The naphthalocyanine molecule in the “on” and the “off” states. (Photo: IBM) |
August 31, 2007 — IBM has announced two major scientific achievements, detailed in two articles by the journal Science, that advance the futuristic concept of using molecules as electronic components.
The first reports major progress in probing magnetic anisotropy in individual atoms, a fundamental measurement that determines an atom’s ability to store information. Previously, nobody had been able to measure the magnetic anisotropy of a single atom, says IBM. And with further work it may be possible to build structures consisting of small clusters of atoms, or even individual atoms, that could reliably store magnetic information. The breakthrough could lead to new kinds of structures and devices so small they could be applied to entire new fields and disciplines beyond traditional computing.

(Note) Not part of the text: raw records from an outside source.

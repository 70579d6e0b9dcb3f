use num_bigint::BigUint;
use num_traits::{One, Zero};
use rand::{rngs::StdRng, RngCore, SeedableRng};
use sha2::{Digest, Sha256};

use stark_crypto_core::curve::{CurveOps, CurveParameters, CurvePoint};
use stark_crypto_core::ecdsa::Signer;
use stark_crypto_core::{CryptoError, StarkCryptoCore};

fn init_logging() {
    let _ = env_logger::builder().is_test(true).try_init();
}

fn test_core() -> StarkCryptoCore {
    StarkCryptoCore::new()
}

/// Deterministic test-only signer: derives its per-signature nonce from a
/// SHA-256 digest of the message hash instead of a secure RNG, which is
/// fine for exercising sign/verify here but unsuitable for real signing.
struct DeterministicTestSigner {
    private_key: BigUint,
    params: CurveParameters,
    generator: CurvePoint,
}

impl DeterministicTestSigner {
    fn new(private_key: BigUint, params: CurveParameters, generator: CurvePoint) -> Self {
        DeterministicTestSigner {
            private_key,
            params,
            generator,
        }
    }

    fn public_point(&self) -> CurvePoint {
        let ops = CurveOps::new(&self.params);
        ops.scalar_mul(&self.private_key, &self.generator).unwrap()
    }

    fn nonce_for(&self, digest_hex: &str) -> BigUint {
        let mut hasher = Sha256::new();
        hasher.update(digest_hex.as_bytes());
        hasher.update(self.private_key.to_bytes_be());
        let digest = hasher.finalize();
        let mut k = BigUint::from_bytes_be(&digest) % &self.params.n;
        if k.is_zero() {
            k = BigUint::one();
        }
        k
    }
}

impl Signer for DeterministicTestSigner {
    fn sign(&self, length_adjusted_digest_hex: &str) -> stark_crypto_core::Result<(BigUint, BigUint)> {
        let ops = CurveOps::new(&self.params);
        let n = &self.params.n;
        let h = BigUint::parse_bytes(length_adjusted_digest_hex.as_bytes(), 16)
            .ok_or_else(|| CryptoError::InvalidInput("bad test digest".to_string()))?;

        loop {
            let k = self.nonce_for(length_adjusted_digest_hex);
            let r_point = ops.scalar_mul(&k, &self.generator)?;
            let r = match r_point.x() {
                Some(x) => x % n,
                None => continue,
            };
            if r.is_zero() {
                continue;
            }
            let k_inv = stark_crypto_core::bigint::FieldBigInt::from_biguint(k.clone())
                .mod_inverse(n)?
                .into_biguint();
            let s = (&k_inv * (&h + &r * &self.private_key)) % n;
            if s.is_zero() {
                continue;
            }
            return Ok((r, s));
        }
    }
}

#[test]
fn sign_then_verify_round_trips() {
    init_logging();
    let core = test_core();
    let private_key = BigUint::from(424242u64);
    let signer = DeterministicTestSigner::new(
        private_key.clone(),
        core.params().clone(),
        core.table().generator().clone(),
    );
    let public_key = core.public_key_from_point(signer.public_point());

    let msg_hash = core
        .get_transfer_msg_hash(
            "1000",
            1,
            10,
            "0x1",
            20,
            "0x2",
            100,
            None,
        )
        .unwrap();
    let msg_hash_hex = format!("0x{msg_hash}");

    let sig = core.sign(&signer, &msg_hash_hex).unwrap();
    assert!(core.verify(&public_key, &msg_hash_hex, &sig).unwrap());
}

#[test]
fn verify_rejects_wrong_digest() {
    let core = test_core();
    let private_key = BigUint::from(13u64);
    let signer = DeterministicTestSigner::new(
        private_key,
        core.params().clone(),
        core.table().generator().clone(),
    );
    let public_key = core.public_key_from_point(signer.public_point());

    let msg_hash = core
        .get_transfer_msg_hash("1000", 1, 10, "0x1", 20, "0x2", 100, None)
        .unwrap();
    let other_hash = core
        .get_transfer_msg_hash("2000", 1, 10, "0x1", 20, "0x2", 100, None)
        .unwrap();

    let sig = core.sign(&signer, &format!("0x{msg_hash}")).unwrap();
    assert!(!core
        .verify(&public_key, &format!("0x{other_hash}"), &sig)
        .unwrap());
}

#[test]
fn condition_toggles_instruction_type_and_digest() {
    let core = test_core();
    let without_condition = core
        .get_transfer_msg_hash("1000", 1, 10, "0x1", 20, "0x2", 100, None)
        .unwrap();
    let with_condition = core
        .get_transfer_msg_hash("1000", 1, 10, "0x1", 20, "0x2", 100, Some("0x7"))
        .unwrap();
    assert_ne!(without_condition, with_condition);
}

#[test]
fn vault_id_at_upper_bound_is_rejected() {
    let core = test_core();
    let too_big_vault = 1u64 << 31;
    let err = core
        .get_limit_order_msg_hash(
            too_big_vault,
            0,
            "1",
            "1",
            "0x1",
            "0x2",
            0,
            0,
        )
        .unwrap_err();
    assert!(matches!(err, CryptoError::InvalidRange("vaultSell")));
}

#[test]
fn vault_id_one_below_upper_bound_is_accepted() {
    let core = test_core();
    let max_valid_vault = (1u64 << 31) - 1;
    assert!(core
        .get_limit_order_msg_hash(max_valid_vault, 0, "1", "1", "0x1", "0x2", 0, 0)
        .is_ok());
}

#[test]
fn pedersen_requires_0x_prefixed_inputs() {
    let core = test_core();
    assert!(matches!(
        core.pedersen(&["deadbeef"]).unwrap_err(),
        CryptoError::MissingHexPrefix(_)
    ));
}

#[test]
fn limit_order_with_fee_digest_is_below_ecdsa_bound() {
    let core = test_core();
    let hash_hex = core
        .get_limit_order_msg_hash_with_fee(
            1, 2, "100", "200", "0x1", "0x2", 5, 999, "0x3", 9, "50",
        )
        .unwrap();
    let digest = BigUint::parse_bytes(hash_hex.as_bytes(), 16).unwrap();
    assert!(digest < (BigUint::one() << 251u32));
}

#[test]
fn limit_order_digest_is_below_ecdsa_bound() {
    let core = test_core();
    let hash_hex = core
        .get_limit_order_msg_hash(5, 6, "100", "200", "0x1", "0x2", 9, 0)
        .unwrap();
    let digest = BigUint::parse_bytes(hash_hex.as_bytes(), 16).unwrap();
    assert!(digest < (BigUint::one() << 251u32));
}

#[test]
fn transfer_digest_is_below_ecdsa_bound() {
    let core = test_core();
    let hash_hex = core
        .get_transfer_msg_hash("1000", 1, 10, "0x1", 20, "0x2", 100, None)
        .unwrap();
    let digest = BigUint::parse_bytes(hash_hex.as_bytes(), 16).unwrap();
    assert!(digest < (BigUint::one() << 251u32));
}

#[test]
fn transfer_with_fee_digest_is_below_ecdsa_bound() {
    let core = test_core();
    let hash_hex = core
        .get_transfer_msg_hash_with_fee(
            "1000", 1, 10, "0x1", 20, "0x2", 100, None, "0x3", 5, "50",
        )
        .unwrap();
    let digest = BigUint::parse_bytes(hash_hex.as_bytes(), 16).unwrap();
    assert!(digest < (BigUint::one() << 251u32));
}

#[test]
fn same_inputs_produce_same_transfer_hash() {
    let core = test_core();
    let first = core
        .get_transfer_msg_hash_with_fee(
            "1000", 1, 10, "0x1", 20, "0x2", 100, None, "0x3", 5, "50",
        )
        .unwrap();
    let second = core
        .get_transfer_msg_hash_with_fee(
            "1000", 1, 10, "0x1", 20, "0x2", 100, None, "0x3", 5, "50",
        )
        .unwrap();
    assert_eq!(first, second);
}

#[test]
fn sign_then_verify_round_trips_over_random_keys() {
    let core = test_core();
    let mut rng = StdRng::seed_from_u64(0xc0ffee);

    for _ in 0..5 {
        let mut key_bytes = [0u8; 32];
        rng.fill_bytes(&mut key_bytes);
        let private_key = BigUint::from_bytes_be(&key_bytes) % &core.params().n;
        if private_key.is_zero() {
            continue;
        }

        let signer = DeterministicTestSigner::new(
            private_key,
            core.params().clone(),
            core.table().generator().clone(),
        );
        let public_key = core.public_key_from_point(signer.public_point());

        let nonce = (rng.next_u32() as u64) & ((1u64 << 31) - 1);
        let msg_hash = core
            .get_transfer_msg_hash("500", nonce, 1, "0x1", 2, "0x2", 10, None)
            .unwrap();
        let msg_hash_hex = format!("0x{msg_hash}");

        let sig = core.sign(&signer, &msg_hash_hex).unwrap();
        assert!(core.verify(&public_key, &msg_hash_hex, &sig).unwrap());
    }
}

The second article describes the first single-molecule switch that, IBM says, “can operate flawlessly without disrupting the molecule’s outer frame — a significant step toward building computing elements at the molecular scale that are vastly smaller, faster, and use less energy than today’s computer chips and memory devices.” In addition to switching within a single molecule, the researchers demonstrated that atoms inside one molecule can be used to switch atoms in an adjacent molecule, representing a rudimentary logic element. This is made possible partly because the molecular framework is not disturbed.

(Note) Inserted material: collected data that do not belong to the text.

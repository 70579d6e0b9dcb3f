//! Uniform bounded-range assertions applied to every typed field before
//! hashing or signing.

use num_bigint::BigUint;
use num_traits::{One, Zero};
use std::sync::OnceLock;

use crate::error::{CryptoError, Result};

/// `assertInRange(x, lo, hi, name)`: asserts `lo <= x < hi`.
pub fn assert_in_range(x: &BigUint, lo: &BigUint, hi: &BigUint, name: &'static str) -> Result<()> {
    if x >= lo && x < hi {
        Ok(())
    } else {
        Err(CryptoError::InvalidRange(name))
    }
}

fn pow2(bits: u32) -> BigUint {
    BigUint::one() << bits
}

static VAULT_HI: OnceLock<BigUint> = OnceLock::new();
static AMOUNT_HI: OnceLock<BigUint> = OnceLock::new();
static NONCE_HI: OnceLock<BigUint> = OnceLock::new();
static EXPIRATION_HI: OnceLock<BigUint> = OnceLock::new();
static FEE_LIMIT_HI: OnceLock<BigUint> = OnceLock::new();

/// Per-field upper bounds (all lower bounds are 0).
pub mod bounds {
    use super::*;

    pub fn vault_hi() -> &'static BigUint {
        VAULT_HI.get_or_init(|| pow2(31))
    }

    pub fn amount_hi() -> &'static BigUint {
        AMOUNT_HI.get_or_init(|| pow2(63))
    }

    pub fn nonce_hi() -> &'static BigUint {
        NONCE_HI.get_or_init(|| pow2(31))
    }

    pub fn expiration_hi() -> &'static BigUint {
        EXPIRATION_HI.get_or_init(|| pow2(22))
    }

    pub fn fee_limit_hi() -> &'static BigUint {
        FEE_LIMIT_HI.get_or_init(|| pow2(63))
    }
}

pub fn assert_vault(x: &BigUint, name: &'static str) -> Result<()> {
    assert_in_range(x, &BigUint::zero(), bounds::vault_hi(), name)
}

pub fn assert_amount(x: &BigUint, name: &'static str) -> Result<()> {
    assert_in_range(x, &BigUint::zero(), bounds::amount_hi(), name)
}

pub fn assert_nonce(x: &BigUint, name: &'static str) -> Result<()> {
    assert_in_range(x, &BigUint::zero(), bounds::nonce_hi(), name)
}

pub fn assert_expiration(x: &BigUint, name: &'static str) -> Result<()> {
    assert_in_range(x, &BigUint::zero(), bounds::expiration_hi(), name)
}

pub fn assert_fee_limit(x: &BigUint, name: &'static str) -> Result<()> {
    assert_in_range(x, &BigUint::zero(), bounds::fee_limit_hi(), name)
}

/// token / public key / condition: `[0, p)`.
pub fn assert_field_element(x: &BigUint, prime: &BigUint, name: &'static str) -> Result<()> {
    assert_in_range(x, &BigUint::zero(), prime, name)
}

In the paper titled “Large Magnetic Anisotropy of a Single Atomic Spin Embedded in a Surface Molecular Network,” the researchers used IBM’s special scanning tunneling microscope (STM) to manipulate individual iron atoms and arranged them with atomic precision on a specially prepared copper surface. They then determined the orientation and strength of the magnetic anisotropy of the individual iron atoms.

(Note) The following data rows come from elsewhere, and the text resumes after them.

//! Short Weierstrass arithmetic on the Stark curve: `y^2 = x^3 + a*x + b (mod p)`.

use std::sync::OnceLock;

use num_bigint::BigUint;
use num_traits::{One, Zero};

use crate::bigint::FieldBigInt;
use crate::error::{CryptoError, Result};

fn parse_hex_const(s: &str) -> BigUint {
    BigUint::parse_bytes(s.as_bytes(), 16).expect("hard-coded curve constant must parse")
}

/// The fixed constants of the Stark curve.
///
/// `a` and `b` are the Weierstrass coefficients; `p` is the base field
/// modulus; `n` is the order of the cyclic subgroup used for ECDSA. The
/// generator itself is *not* one of these constants — it is table index 1
/// of the externally-supplied [`crate::constants::ConstantPointTable`].
#[derive(Clone, Debug)]
pub struct CurveParameters {
    pub p: BigUint,
    pub n: BigUint,
    pub a: BigUint,
    pub b: BigUint,
}

static PRIME: OnceLock<BigUint> = OnceLock::new();
static ORDER: OnceLock<BigUint> = OnceLock::new();
static COEFF_B: OnceLock<BigUint> = OnceLock::new();

impl CurveParameters {
    /// `p = 2^251 + 17*2^192 + 1`.
    pub fn prime() -> &'static BigUint {
        PRIME.get_or_init(|| {
            parse_hex_const("800000000000011000000000000000000000000000000000000000000000001")
        })
    }

    /// The order of the Stark curve's prime-order subgroup.
    pub fn order() -> &'static BigUint {
        ORDER.get_or_init(|| {
            parse_hex_const("0800000000000010ffffffffffffffffb781126dcae7b2321e66a241adc64d2f")
        })
    }

    /// `b` coefficient of `y^2 = x^3 + a*x + b`.
    pub fn coeff_b() -> &'static BigUint {
        COEFF_B.get_or_init(|| {
            parse_hex_const("06f21413efbe40de150e596d72f7a8c5609ad26c15c915c1f4cdfcb99cee9e89")
        })
    }

    pub fn stark() -> Self {
        CurveParameters {
            p: Self::prime().clone(),
            n: Self::order().clone(),
            a: BigUint::one(),
            b: Self::coeff_b().clone(),
        }
    }

    /// `2^251`, the bound every ECDSA digest and message-hasher output must
    /// satisfy.
    pub fn max_ecdsa_val() -> BigUint {
        BigUint::one() << 251u32
    }
}

/// An affine point on the Stark curve, or the point at infinity.
#[derive(Clone, Debug)]
pub enum CurvePoint {
    Affine { x: BigUint, y: BigUint },
    Infinity,
}

impl CurvePoint {
    pub fn new(x: BigUint, y: BigUint) -> Self {
        CurvePoint::Affine { x, y }
    }

    pub fn infinity() -> Self {
        CurvePoint::Infinity
    }

    pub fn is_infinity(&self) -> bool {
        matches!(self, CurvePoint::Infinity)
    }

    pub fn x(&self) -> Option<&BigUint> {
        match self {
            CurvePoint::Affine { x, .. } => Some(x),
            CurvePoint::Infinity => None,
        }
    }

    pub fn y(&self) -> Option<&BigUint> {
        match self {
            CurvePoint::Affine { y, .. } => Some(y),
            CurvePoint::Infinity => None,
        }
    }

    /// Equality on (x, y); two infinities are equal, an infinity never
    /// equals an affine point.
    pub fn same_point(&self, other: &CurvePoint) -> bool {
        match (self, other) {
            (CurvePoint::Infinity, CurvePoint::Infinity) => true,
            (CurvePoint::Affine { x: x1, y: y1 }, CurvePoint::Affine { x: x2, y: y2 }) => {
                x1 == x2 && y1 == y2
            }
            _ => false,
        }
    }

    /// True when both points are affine and share an x-coordinate
    /// (whether or not y matches) — the condition the Pedersen hash loop
    /// must never hit.
    pub fn same_x(&self, other: &CurvePoint) -> bool {
        matches!((self.x(), other.x()), (Some(a), Some(b)) if a == b)
    }

    pub fn is_on_curve(&self, params: &CurveParameters) -> bool {
        match self {
            CurvePoint::Infinity => true,
            CurvePoint::Affine { x, y } => {
                let lhs = (y * y) % &params.p;
                let rhs = (x * x % &params.p * x + &params.a * x + &params.b) % &params.p;
                lhs == rhs
            }
        }
    }
}

/// Standard short-Weierstrass point addition and scalar multiplication.
///
/// The Pedersen hash's x-disjointness invariant guarantees the hash loop
/// never needs to double or hit the identity, but `add` handles both
/// correctly anyway: ECDSA's scalar multiplication goes through the same
/// routine.
pub struct CurveOps<'a> {
    pub params: &'a CurveParameters,
}

impl<'a> CurveOps<'a> {
    pub fn new(params: &'a CurveParameters) -> Self {
        CurveOps { params }
    }

    fn mod_add(&self, a: &BigUint, b: &BigUint) -> BigUint {
        (a + b) % &self.params.p
    }

    fn mod_sub(&self, a: &BigUint, b: &BigUint) -> BigUint {
        let p = &self.params.p;
        let a = a % p;
        let b = b % p;
        if a >= b {
            a - b
        } else {
            p + a - b
        }
    }

    fn mod_mul(&self, a: &BigUint, b: &BigUint) -> BigUint {
        (a * b) % &self.params.p
    }

    fn inv_mod_p(&self, x: &BigUint) -> Result<BigUint> {
        FieldBigInt::from_biguint(x.clone())
            .mod_inverse(&self.params.p)
            .map(|f| f.into_biguint())
    }

    pub fn add(&self, p1: &CurvePoint, p2: &CurvePoint) -> Result<CurvePoint> {
        let (x1, y1) = match p1 {
            CurvePoint::Infinity => return Ok(p2.clone()),
            CurvePoint::Affine { x, y } => (x, y),
        };
        let (x2, y2) = match p2 {
            CurvePoint::Infinity => return Ok(p1.clone()),
            CurvePoint::Affine { x, y } => (x, y),
        };

        if x1 == x2 {
            if self.mod_add(y1, y2) == BigUint::zero() {
                return Ok(CurvePoint::Infinity);
            }
            // Doubling: lambda = (3*x1^2 + a) / (2*y1).
            let numerator = self.mod_add(&self.mod_mul(&BigUint::from(3u32), &self.mod_mul(x1, x1)), &self.params.a);
            let denominator = self.mod_add(y1, y1);
            let lambda = self.mod_mul(&numerator, &self.inv_mod_p(&denominator)?);
            let x3 = self.mod_sub(&self.mod_sub(&self.mod_mul(&lambda, &lambda), x1), x2);
            let y3 = self.mod_sub(&self.mod_mul(&lambda, &self.mod_sub(x1, &x3)), y1);
            Ok(CurvePoint::Affine { x: x3, y: y3 })
        } else {
            // Addition: lambda = (y2 - y1) / (x2 - x1).
            let numerator = self.mod_sub(y2, y1);
            let denominator = self.mod_sub(x2, x1);
            let lambda = self.mod_mul(&numerator, &self.inv_mod_p(&denominator)?);
            let x3 = self.mod_sub(&self.mod_sub(&self.mod_mul(&lambda, &lambda), x1), x2);
            let y3 = self.mod_sub(&self.mod_mul(&lambda, &self.mod_sub(x1, &x3)), y1);
            Ok(CurvePoint::Affine { x: x3, y: y3 })
        }
    }

    /// Double-and-add scalar multiplication, LSB first.
    pub fn scalar_mul(&self, scalar: &BigUint, point: &CurvePoint) -> Result<CurvePoint> {
        let mut acc = CurvePoint::Infinity;
        let mut addend = point.clone();
        let bits = scalar.bits();
        for i in 0..bits {
            if scalar.bit(i) {
                acc = self.add(&acc, &addend)?;
            }
            if i + 1 < bits {
                addend = self.add(&addend, &addend)?;
            }
        }
        Ok(acc)
    }
}

/// Asserts the identity the Pedersen hash loop depends on never breaking:
/// the running accumulator's x-coordinate must differ from the x of the
/// point about to be added.
pub fn assert_x_disjoint(acc: &CurvePoint, addend: &CurvePoint, addend_index: usize) -> Result<()> {
    if acc.same_x(addend) {
        return Err(CryptoError::PointCollision(addend_index));
    }
    Ok(())
}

“One of the major challenges for the IT industry today is shrinking the bit size used for data storage to the smallest possible features, while increasing the capacity,” said Gian-Luca Bona, manager of science and technology at the IBM Almaden Research Center in San Jose, California. “We are working at the ultimate edge of what is possible — and we are now one step closer to figuring out how to store data at the atomic level. Understanding the specific magnetic properties of atoms is the cornerstone of progressing toward new, more efficient ways to store data.”
In the paper titled “Current-Induced Hydrogen Tautomerization and Conductance Switching of Naphthalocyanine Molecules,” IBM researchers describe the ability to switch a single molecule “on” and “off,” a basic element of computer logic, using two hydrogen atoms within a naphthalocyanine organic molecule. Previously, researchers at IBM and elsewhere have demonstrated switching within single molecules, but the molecules would change their shape when switching, making them unsuitable for building logic gates for computer chips or memory elements.
The switching within the molecule used by the IBM researchers is well-defined, highly-localized, reversible, intrinsic to the molecule, and does not involve changes in the molecular frame. Therefore, this molecule could be used as a building block for more complex molecular devices that serve as logic elements. As the shape of the molecule does not change during switching, single switches can be coupled in a controlled way. The switching process should also work with molecules embedded in more complex structures.
Molecular switches could one day lead to computer chips with speeds as fast as today’s fastest supercomputers. Development of conventional silicon-based CMOS chips is approaching its physical limits, and the IT industry is exploring new, truly disruptive technologies to achieve further increases in computer performance. Modular molecular logic is a possible candidate. The next step for the research team is to build a series of these molecules into a circuit, then figure out how to network those together into a molecular chip.